# [PROBLEM TO SOLVE]
Each of the entries below needs to be given again exactly.

# [RECORDS TO PROCESS]
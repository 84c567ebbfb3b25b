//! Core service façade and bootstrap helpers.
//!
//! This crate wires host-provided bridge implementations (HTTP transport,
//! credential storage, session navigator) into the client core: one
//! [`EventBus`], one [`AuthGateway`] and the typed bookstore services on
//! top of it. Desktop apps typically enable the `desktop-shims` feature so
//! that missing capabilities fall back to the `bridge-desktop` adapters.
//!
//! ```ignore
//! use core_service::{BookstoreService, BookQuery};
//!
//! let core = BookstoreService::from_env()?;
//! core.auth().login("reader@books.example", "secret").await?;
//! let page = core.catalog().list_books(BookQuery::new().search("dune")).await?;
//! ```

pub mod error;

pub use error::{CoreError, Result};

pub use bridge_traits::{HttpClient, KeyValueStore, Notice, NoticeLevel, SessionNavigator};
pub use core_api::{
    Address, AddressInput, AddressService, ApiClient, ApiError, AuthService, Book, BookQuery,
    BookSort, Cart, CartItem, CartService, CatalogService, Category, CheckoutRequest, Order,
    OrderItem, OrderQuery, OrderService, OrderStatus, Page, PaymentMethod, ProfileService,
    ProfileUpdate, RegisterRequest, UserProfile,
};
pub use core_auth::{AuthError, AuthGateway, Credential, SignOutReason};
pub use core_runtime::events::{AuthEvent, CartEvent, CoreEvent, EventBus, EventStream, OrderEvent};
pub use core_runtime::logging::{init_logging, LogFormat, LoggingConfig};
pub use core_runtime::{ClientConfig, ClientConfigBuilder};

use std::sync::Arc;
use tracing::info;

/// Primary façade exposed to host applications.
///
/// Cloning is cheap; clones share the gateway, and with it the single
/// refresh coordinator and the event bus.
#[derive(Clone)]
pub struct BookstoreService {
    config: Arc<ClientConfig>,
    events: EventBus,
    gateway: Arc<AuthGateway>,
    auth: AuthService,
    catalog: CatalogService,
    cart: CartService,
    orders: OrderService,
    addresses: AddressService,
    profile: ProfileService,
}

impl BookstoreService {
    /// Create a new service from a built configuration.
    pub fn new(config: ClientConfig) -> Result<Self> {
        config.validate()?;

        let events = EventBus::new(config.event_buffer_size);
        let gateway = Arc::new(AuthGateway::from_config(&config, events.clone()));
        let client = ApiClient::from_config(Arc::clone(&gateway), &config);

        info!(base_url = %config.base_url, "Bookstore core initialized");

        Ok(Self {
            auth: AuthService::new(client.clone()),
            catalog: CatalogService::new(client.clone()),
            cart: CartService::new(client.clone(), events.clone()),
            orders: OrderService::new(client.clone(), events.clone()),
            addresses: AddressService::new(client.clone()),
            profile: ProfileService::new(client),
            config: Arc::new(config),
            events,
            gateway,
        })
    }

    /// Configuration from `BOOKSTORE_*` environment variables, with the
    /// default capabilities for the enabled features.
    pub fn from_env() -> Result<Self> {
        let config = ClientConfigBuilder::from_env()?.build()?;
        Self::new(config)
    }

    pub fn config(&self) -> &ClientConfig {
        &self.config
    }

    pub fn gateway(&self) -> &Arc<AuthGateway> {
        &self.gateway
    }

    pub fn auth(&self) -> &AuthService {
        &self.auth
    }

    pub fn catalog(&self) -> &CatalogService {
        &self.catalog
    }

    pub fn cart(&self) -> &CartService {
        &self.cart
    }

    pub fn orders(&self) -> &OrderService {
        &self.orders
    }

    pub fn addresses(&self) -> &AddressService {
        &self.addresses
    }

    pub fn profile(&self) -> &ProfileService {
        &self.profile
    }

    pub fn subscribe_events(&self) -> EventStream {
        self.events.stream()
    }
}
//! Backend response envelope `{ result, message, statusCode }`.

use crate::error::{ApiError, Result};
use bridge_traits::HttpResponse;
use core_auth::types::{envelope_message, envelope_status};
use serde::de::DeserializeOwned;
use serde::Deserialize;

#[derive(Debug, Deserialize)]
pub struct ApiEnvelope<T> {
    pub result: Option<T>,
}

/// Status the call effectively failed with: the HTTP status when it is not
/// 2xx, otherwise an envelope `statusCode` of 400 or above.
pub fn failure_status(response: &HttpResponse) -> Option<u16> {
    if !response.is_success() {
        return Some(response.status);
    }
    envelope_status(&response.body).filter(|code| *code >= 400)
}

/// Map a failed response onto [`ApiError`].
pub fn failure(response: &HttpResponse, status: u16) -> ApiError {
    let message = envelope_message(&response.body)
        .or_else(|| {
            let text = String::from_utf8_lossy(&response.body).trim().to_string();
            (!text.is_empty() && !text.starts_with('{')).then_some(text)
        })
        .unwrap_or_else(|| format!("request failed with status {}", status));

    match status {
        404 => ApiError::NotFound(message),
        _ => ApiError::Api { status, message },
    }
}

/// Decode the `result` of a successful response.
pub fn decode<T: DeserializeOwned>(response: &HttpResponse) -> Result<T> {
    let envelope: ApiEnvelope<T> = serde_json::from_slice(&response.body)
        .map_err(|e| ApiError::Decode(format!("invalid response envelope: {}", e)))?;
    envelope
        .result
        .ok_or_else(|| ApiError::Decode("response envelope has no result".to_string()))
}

# [SOLUTION FOR THIS PROBLEM]
repository 84c567ebbfb3b25b
//! Core service façade and bootstrap helpers.
//!
//! This crate wires host-provided bridge implementations (HTTP transport,
//! credential storage, session navigator) into the client core: one
//! [`EventBus`], one [`AuthGateway`] and the typed bookstore services on
//! top of it. Desktop apps typically enable the `desktop-shims` feature so
//! that missing capabilities fall back to the `bridge-desktop` adapters.
//!
//! ```ignore
//! use core_service::{BookstoreService, BookQuery};
//!
//! let core = BookstoreService::from_env()?;
//! core.auth().login("reader@books.example", "secret").await?;
//! let page = core.catalog().list_books(BookQuery::new().search("dune")).await?;
//! ```

pub mod error;

pub use error::{CoreError, Result};

pub use bridge_traits::{HttpClient, KeyValueStore, Notice, NoticeLevel, SessionNavigator};
pub use core_api::{
    Address, AddressInput, AddressService, ApiClient, ApiError, AuthService, Book, BookQuery,
    BookSort, Cart, CartItem, CartService, CatalogService, Category, CheckoutRequest, Order,
    OrderItem, OrderQuery, OrderService, OrderStatus, Page, PaymentMethod, ProfileService,
    ProfileUpdate, RegisterRequest, UserProfile,
};
pub use core_auth::{AuthError, AuthGateway, Credential, SignOutReason};
pub use core_runtime::events::{AuthEvent, CartEvent, CoreEvent, EventBus, EventStream, OrderEvent};
pub use core_runtime::logging::{init_logging, LogFormat, LoggingConfig};
pub use core_runtime::{ClientConfig, ClientConfigBuilder};

use std::sync::Arc;
use tracing::info;

/// Primary façade exposed to host applications.
///
/// Cloning is cheap; clones share the gateway, and with it the single
/// refresh coordinator and the event bus.
#[derive(Clone)]
pub struct BookstoreService {
    config: Arc<ClientConfig>,
    events: EventBus,
    gateway: Arc<AuthGateway>,
    auth: AuthService,
    catalog: CatalogService,
    cart: CartService,
    orders: OrderService,
    addresses: AddressService,
    profile: ProfileService,
}

impl BookstoreService {
    /// Create a new service from a built configuration.
    pub fn new(config: ClientConfig) -> Result<Self> {
        config.validate()?;

        let events = EventBus::new(config.event_buffer_size);
        let gateway = Arc::new(AuthGateway::from_config(&config, events.clone()));
        let client = ApiClient::from_config(Arc::clone(&gateway), &config);

        info!(base_url = %config.base_url, "Bookstore core initialized");

        Ok(Self {
            auth: AuthService::new(client.clone()),
            catalog: CatalogService::new(client.clone()),
            cart: CartService::new(client.clone(), events.clone()),
            orders: OrderService::new(client.clone(), events.clone()),
            addresses: AddressService::new(client.clone()),
            profile: ProfileService::new(client),
            config: Arc::new(config),
            events,
            gateway,
        })
    }

    /// Configuration from `BOOKSTORE_*` environment variables, with the
    /// default capabilities for the enabled features.
    pub fn from_env() -> Result<Self> {
        let config = ClientConfigBuilder::from_env()?.build()?;
        Self::new(config)
    }

    pub fn config(&self) -> &ClientConfig {
        &self.config
    }

    pub fn gateway(&self) -> &Arc<AuthGateway> {
        &self.gateway
    }

    pub fn auth(&self) -> &AuthService {
        &self.auth
    }

    pub fn catalog(&self) -> &CatalogService {
        &self.catalog
    }

    pub fn cart(&self) -> &CartService {
        &self.cart
    }

    pub fn orders(&self) -> &OrderService {
        &self.orders
    }

    pub fn addresses(&self) -> &AddressService {
        &self.addresses
    }

    pub fn profile(&self) -> &ProfileService {
        &self.profile
    }

    pub fn subscribe_events(&self) -> EventStream {
        self.events.stream()
    }
}
//! Backend response envelope `{ result, message, statusCode }`.

use crate::error::{ApiError, Result};
use bridge_traits::HttpResponse;
use core_auth::types::{envelope_message, envelope_status};
use serde::de::DeserializeOwned;
use serde::Deserialize;

#[derive(Debug, Deserialize)]
pub struct ApiEnvelope<T> {
    pub result: Option<T>,
}

/// Status the call effectively failed with: the HTTP status when it is not
/// 2xx, otherwise an envelope `statusCode` of 400 or above.
pub fn failure_status(response: &HttpResponse) -> Option<u16> {
    if !response.is_success() {
        return Some(response.status);
    }
    envelope_status(&response.body).filter(|code| *code >= 400)
}

/// Map a failed response onto [`ApiError`].
pub fn failure(response: &HttpResponse, status: u16) -> ApiError {
    let message = envelope_message(&response.body)
        .or_else(|| {
            let text = String::from_utf8_lossy(&response.body).trim().to_string();
            (!text.is_empty() && !text.starts_with('{')).then_some(text)
        })
        .unwrap_or_else(|| format!("request failed with status {}", status));

    match status {
        404 => ApiError::NotFound(message),
        _ => ApiError::Api { status, message },
    }
}

/// Decode the `result` of a successful response.
pub fn decode<T: DeserializeOwned>(response: &HttpResponse) -> Result<T> {
    let envelope: ApiEnvelope<T> = serde_json::from_slice(&response.body)
        .map_err(|e| ApiError::Decode(format!("invalid response envelope: {}", e)))?;
    envelope
        .result
        .ok_or_else(|| ApiError::Decode("response envelope has no result".to_string()))
}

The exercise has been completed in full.